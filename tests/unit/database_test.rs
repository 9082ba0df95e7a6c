//! Unit tests for the Passdrop database layer (connection, migrations, SQLite store).

use std::sync::Arc;

use passdrop::database::migrations::{get_schema_version, run_all, CURRENT_SCHEMA_VERSION};
use passdrop::database::Database;
use passdrop::storage::{EntryStore, ShareStore, SqliteStore};
use passdrop::types::activity::{ActivityAction, ActivityLogEntry};
use passdrop::types::entry::NewPasswordEntry;
use passdrop::types::errors::StoreError;
use passdrop::types::share::{InactiveReason, ShareRecord, ShareState, ShareUpdate, ViewPhase};
use tempfile::TempDir;

fn table_exists(db: &Database, kind: &str, name: &str) -> bool {
    let conn = db.connection().unwrap();
    conn.query_row(
        "SELECT COUNT(*) > 0 FROM sqlite_master WHERE type=?1 AND name=?2",
        [kind, name],
        |row| row.get(0),
    )
    .unwrap_or(false)
}

fn share(id: &str, token: &str, created_at: i64) -> ShareRecord {
    ShareRecord {
        id: id.to_string(),
        owner_id: "admin".to_string(),
        recipient_label: Some("Bob".to_string()),
        token: token.to_string(),
        comment: None,
        created_at,
        state: ShareState::unopened(Some(created_at + 100)),
        opened_once: false,
        version: 0,
    }
}

fn created_log(at: i64) -> ActivityLogEntry {
    ActivityLogEntry::new("admin", ActivityAction::ShareCreated, at)
}

#[test]
fn test_open_in_memory_succeeds() {
    assert!(Database::open_in_memory().is_ok());
}

#[test]
fn test_migrations_create_all_tables() {
    let db = Database::open_in_memory().expect("open_in_memory failed");
    for table in ["password_entries", "shares", "share_entries", "activity_logs"] {
        assert!(table_exists(&db, "table", table), "Table '{}' should exist", table);
    }
    for index in ["idx_password_entries_owner", "idx_shares_owner", "idx_activity_logs_owner"] {
        assert!(table_exists(&db, "index", index), "Index '{}' should exist", index);
    }
}

#[test]
fn test_migrations_are_idempotent() {
    let db = Database::open_in_memory().expect("open_in_memory failed");
    let conn = db.connection().unwrap();
    assert!(run_all(&conn).is_ok());
    assert_eq!(get_schema_version(&conn), CURRENT_SCHEMA_VERSION);
}

#[test]
fn test_file_database_persists_across_reopen() {
    let tmp = TempDir::new().unwrap();
    let path = tmp.path().join("passdrop.db");

    let entry_id = {
        let store = SqliteStore::new(Arc::new(Database::open(&path).unwrap()));
        let entry = store
            .create_entry(
                NewPasswordEntry {
                    owner_id: "admin".to_string(),
                    service_name: "GitHub".to_string(),
                    service_url: Some("https://github.com".to_string()),
                    username: "octo".to_string(),
                    secret: "hunter2".to_string(),
                },
                10,
            )
            .unwrap();
        store.insert_share(&share("s1", "tok-1", 10), &[entry.id.clone()], &created_log(10)).unwrap();
        entry.id
    };

    let store = SqliteStore::new(Arc::new(Database::open(&path).unwrap()));
    assert_eq!(store.get_entry(&entry_id).unwrap().unwrap().secret, "hunter2");
    assert_eq!(store.get_share_by_token("tok-1").unwrap().unwrap().id, "s1");
    assert_eq!(store.linked_entry_ids("s1").unwrap(), vec![entry_id]);
}

#[test]
fn test_duplicate_token_is_reported() {
    let store = SqliteStore::new(Arc::new(Database::open_in_memory().unwrap()));
    store.insert_share(&share("s1", "same", 1), &[], &created_log(1)).unwrap();
    let err = store.insert_share(&share("s2", "same", 2), &[], &created_log(2)).unwrap_err();
    assert!(matches!(err, StoreError::DuplicateToken));
    // the failed insert left no log behind
    assert_eq!(store.list_logs("admin").unwrap().len(), 1);
}

#[test]
fn test_transition_applies_only_at_expected_version() {
    let store = SqliteStore::new(Arc::new(Database::open_in_memory().unwrap()));
    store.insert_share(&share("s1", "t", 1), &[], &created_log(1)).unwrap();

    let update = ShareUpdate {
        share_id: "s1".to_string(),
        state: ShareState::unopened(Some(101)).mark_viewed(5, 3600),
        opened_once: true,
    };
    let log = ActivityLogEntry::new("admin", ActivityAction::Viewed, 5);

    assert!(store.apply_transition(&update, 0, Some(&log)).unwrap());
    assert!(!store.apply_transition(&update, 0, Some(&log)).unwrap());

    let stored = store.get_share("s1").unwrap().unwrap();
    assert_eq!(stored.version, 1);
    assert!(stored.opened_once);
    assert_eq!(
        stored.state.phase(),
        ViewPhase::Viewed { viewed_at: 5, expires_at: 3605 }
    );
    assert_eq!(store.list_logs("admin").unwrap().len(), 2);
}

#[test]
fn test_inconsistent_view_columns_are_rejected() {
    let db = Arc::new(Database::open_in_memory().unwrap());
    {
        let conn = db.connection().unwrap();
        conn.execute(
            "INSERT INTO shares (id, owner_id, token, created_at, viewed, viewed_at, active)
             VALUES ('bad', 'admin', 'tok', 1, 1, NULL, 1)",
            [],
        )
        .unwrap();
    }
    let store = SqliteStore::new(db);
    assert!(matches!(store.get_share("bad"), Err(StoreError::DatabaseError(_))));
}

#[test]
fn test_failed_log_insert_rolls_back_transition() {
    let store = SqliteStore::new(Arc::new(Database::open_in_memory().unwrap()));
    let log = created_log(1);
    store.insert_share(&share("s1", "t", 1), &[], &log).unwrap();

    let update = ShareUpdate {
        share_id: "s1".to_string(),
        state: ShareState::unopened(Some(101)).mark_viewed(5, 3600),
        opened_once: true,
    };
    // Reusing the log id trips the activity_logs primary key after the UPDATE ran.
    assert!(store.apply_transition(&update, 0, Some(&log)).is_err());

    let stored = store.get_share("s1").unwrap().unwrap();
    assert_eq!(stored.version, 0);
    assert!(!stored.opened_once);
    assert_eq!(stored.state.phase(), ViewPhase::Unopened { expires_at: Some(101) });
    assert_eq!(store.list_logs("admin").unwrap().len(), 1);
}

fn insert_inactive_row(db: &Database, id: &str, reason: Option<&str>) {
    let conn = db.connection().unwrap();
    conn.execute(
        "INSERT INTO shares (id, owner_id, token, created_at, viewed, viewed_at, active, inactive_reason)
         VALUES (?1, 'admin', ?1, 1, 0, NULL, 0, ?2)",
        rusqlite::params![id, reason],
    )
    .unwrap();
}

#[test]
fn test_unknown_inactive_reason_is_rejected() {
    let db = Arc::new(Database::open_in_memory().unwrap());
    insert_inactive_row(&db, "bogus", Some("bogus"));
    let store = SqliteStore::new(db);
    assert!(matches!(store.get_share("bogus"), Err(StoreError::DatabaseError(_))));
}

#[test]
fn test_missing_inactive_reason_reads_as_revoked() {
    let db = Arc::new(Database::open_in_memory().unwrap());
    insert_inactive_row(&db, "legacy", None);
    let store = SqliteStore::new(db);
    let stored = store.get_share("legacy").unwrap().unwrap();
    assert_eq!(stored.inactive_reason(), Some(InactiveReason::Revoked));
}

#[test]
fn test_lists_are_newest_first() {
    let store = SqliteStore::new(Arc::new(Database::open_in_memory().unwrap()));
    store.insert_share(&share("old", "t1", 1), &[], &created_log(1)).unwrap();
    store.insert_share(&share("new", "t2", 2), &[], &created_log(2)).unwrap();
    store.insert_share(&share("tie", "t3", 2), &[], &created_log(2)).unwrap();

    let ids: Vec<String> = store.list_shares("admin").unwrap().into_iter().map(|s| s.id).collect();
    assert_eq!(ids, vec!["tie", "new", "old"]);
}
------------------------
:: Aim of the exercise ::
Would you reproduce all of the data exactly, without a single alteration?

:: Completed task ::
filename tests/unit/database_test.rs
repository 9082ba0df95e7a6c
//! Unit tests for the Passdrop database layer (connection, migrations, SQLite store).

use std::sync::Arc;

use passdrop::database::migrations::{get_schema_version, run_all, CURRENT_SCHEMA_VERSION};
use passdrop::database::Database;
use passdrop::storage::{EntryStore, ShareStore, SqliteStore};
use passdrop::types::activity::{ActivityAction, ActivityLogEntry};
use passdrop::types::entry::NewPasswordEntry;
use passdrop::types::errors::StoreError;
use passdrop::types::share::{InactiveReason, ShareRecord, ShareState, ShareUpdate, ViewPhase};
use tempfile::TempDir;

fn table_exists(db: &Database, kind: &str, name: &str) -> bool {
    let conn = db.connection().unwrap();
    conn.query_row(
        "SELECT COUNT(*) > 0 FROM sqlite_master WHERE type=?1 AND name=?2",
        [kind, name],
        |row| row.get(0),
    )
    .unwrap_or(false)
}

fn share(id: &str, token: &str, created_at: i64) -> ShareRecord {
    ShareRecord {
        id: id.to_string(),
        owner_id: "admin".to_string(),
        recipient_label: Some("Bob".to_string()),
        token: token.to_string(),
        comment: None,
        created_at,
        state: ShareState::unopened(Some(created_at + 100)),
        opened_once: false,
        version: 0,
    }
}

fn created_log(at: i64) -> ActivityLogEntry {
    ActivityLogEntry::new("admin", ActivityAction::ShareCreated, at)
}

#[test]
fn test_open_in_memory_succeeds() {
    assert!(Database::open_in_memory().is_ok());
}

#[test]
fn test_migrations_create_all_tables() {
    let db = Database::open_in_memory().expect("open_in_memory failed");
    for table in ["password_entries", "shares", "share_entries", "activity_logs"] {
        assert!(table_exists(&db, "table", table), "Table '{}' should exist", table);
    }
    for index in ["idx_password_entries_owner", "idx_shares_owner", "idx_activity_logs_owner"] {
        assert!(table_exists(&db, "index", index), "Index '{}' should exist", index);
    }
}

#[test]
fn test_migrations_are_idempotent() {
    let db = Database::open_in_memory().expect("open_in_memory failed");
    let conn = db.connection().unwrap();
    assert!(run_all(&conn).is_ok());
    assert_eq!(get_schema_version(&conn), CURRENT_SCHEMA_VERSION);
}

#[test]
fn test_file_database_persists_across_reopen() {
    let tmp = TempDir::new().unwrap();
    let path = tmp.path().join("passdrop.db");

    let entry_id = {
        let store = SqliteStore::new(Arc::new(Database::open(&path).unwrap()));
        let entry = store
            .create_entry(
                NewPasswordEntry {
                    owner_id: "admin".to_string(),
                    service_name: "GitHub".to_string(),
                    service_url: Some("https://github.com".to_string()),
                    username: "octo".to_string(),
                    secret: "hunter2".to_string(),
                },
                10,
            )
            .unwrap();
        store.insert_share(&share("s1", "tok-1", 10), &[entry.id.clone()], &created_log(10)).unwrap();
        entry.id
    };

    let store = SqliteStore::new(Arc::new(Database::open(&path).unwrap()));
    assert_eq!(store.get_entry(&entry_id).unwrap().unwrap().secret, "hunter2");
    assert_eq!(store.get_share_by_token("tok-1").unwrap().unwrap().id, "s1");
    assert_eq!(store.linked_entry_ids("s1").unwrap(), vec![entry_id]);
}

#[test]
fn test_duplicate_token_is_reported() {
    let store = SqliteStore::new(Arc::new(Database::open_in_memory().unwrap()));
    store.insert_share(&share("s1", "same", 1), &[], &created_log(1)).unwrap();
    let err = store.insert_share(&share("s2", "same", 2), &[], &created_log(2)).unwrap_err();
    assert!(matches!(err, StoreError::DuplicateToken));
    // the failed insert left no log behind
    assert_eq!(store.list_logs("admin").unwrap().len(), 1);
}

#[test]
fn test_transition_applies_only_at_expected_version() {
    let store = SqliteStore::new(Arc::new(Database::open_in_memory().unwrap()));
    store.insert_share(&share("s1", "t", 1), &[], &created_log(1)).unwrap();

    let update = ShareUpdate {
        share_id: "s1".to_string(),
        state: ShareState::unopened(Some(101)).mark_viewed(5, 3600),
        opened_once: true,
    };
    let log = ActivityLogEntry::new("admin", ActivityAction::Viewed, 5);

    assert!(store.apply_transition(&update, 0, Some(&log)).unwrap());
    assert!(!store.apply_transition(&update, 0, Some(&log)).unwrap());

    let stored = store.get_share("s1").unwrap().unwrap();
    assert_eq!(stored.version, 1);
    assert!(stored.opened_once);
    assert_eq!(
        stored.state.phase(),
        ViewPhase::Viewed { viewed_at: 5, expires_at: 3605 }
    );
    assert_eq!(store.list_logs("admin").unwrap().len(), 2);
}

#[test]
fn test_inconsistent_view_columns_are_rejected() {
    let db = Arc::new(Database::open_in_memory().unwrap());
    {
        let conn = db.connection().unwrap();
        conn.execute(
            "INSERT INTO shares (id, owner_id, token, created_at, viewed, viewed_at, active)
             VALUES ('bad', 'admin', 'tok', 1, 1, NULL, 1)",
            [],
        )
        .unwrap();
    }
    let store = SqliteStore::new(db);
    assert!(matches!(store.get_share("bad"), Err(StoreError::DatabaseError(_))));
}

#[test]
fn test_failed_log_insert_rolls_back_transition() {
    let store = SqliteStore::new(Arc::new(Database::open_in_memory().unwrap()));
    let log = created_log(1);
    store.insert_share(&share("s1", "t", 1), &[], &log).unwrap();

    let update = ShareUpdate {
        share_id: "s1".to_string(),
        state: ShareState::unopened(Some(101)).mark_viewed(5, 3600),
        opened_once: true,
    };
    // Reusing the log id trips the activity_logs primary key after the UPDATE ran.
    assert!(store.apply_transition(&update, 0, Some(&log)).is_err());

    let stored = store.get_share("s1").unwrap().unwrap();
    assert_eq!(stored.version, 0);
    assert!(!stored.opened_once);
    assert_eq!(stored.state.phase(), ViewPhase::Unopened { expires_at: Some(101) });
    assert_eq!(store.list_logs("admin").unwrap().len(), 1);
}

fn insert_inactive_row(db: &Database, id: &str, reason: Option<&str>) {
    let conn = db.connection().unwrap();
    conn.execute(
        "INSERT INTO shares (id, owner_id, token, created_at, viewed, viewed_at, active, inactive_reason)
         VALUES (?1, 'admin', ?1, 1, 0, NULL, 0, ?2)",
        rusqlite::params![id, reason],
    )
    .unwrap();
}

#[test]
fn test_unknown_inactive_reason_is_rejected() {
    let db = Arc::new(Database::open_in_memory().unwrap());
    insert_inactive_row(&db, "bogus", Some("bogus"));
    let store = SqliteStore::new(db);
    assert!(matches!(store.get_share("bogus"), Err(StoreError::DatabaseError(_))));
}

#[test]
fn test_missing_inactive_reason_reads_as_revoked() {
    let db = Arc::new(Database::open_in_memory().unwrap());
    insert_inactive_row(&db, "legacy", None);
    let store = SqliteStore::new(db);
    let stored = store.get_share("legacy").unwrap().unwrap();
    assert_eq!(stored.inactive_reason(), Some(InactiveReason::Revoked));
}

#[test]
fn test_lists_are_newest_first() {
    let store = SqliteStore::new(Arc::new(Database::open_in_memory().unwrap()));
    store.insert_share(&share("old", "t1", 1), &[], &created_log(1)).unwrap();
    store.insert_share(&share("new", "t2", 2), &[], &created_log(2)).unwrap();
    store.insert_share(&share("tie", "t3", 2), &[], &created_log(2)).unwrap();

    let ids: Vec<String> = store.list_shares("admin").unwrap().into_iter().map(|s| s.id).collect();
    assert_eq!(ids, vec!["tie", "new", "old"]);
}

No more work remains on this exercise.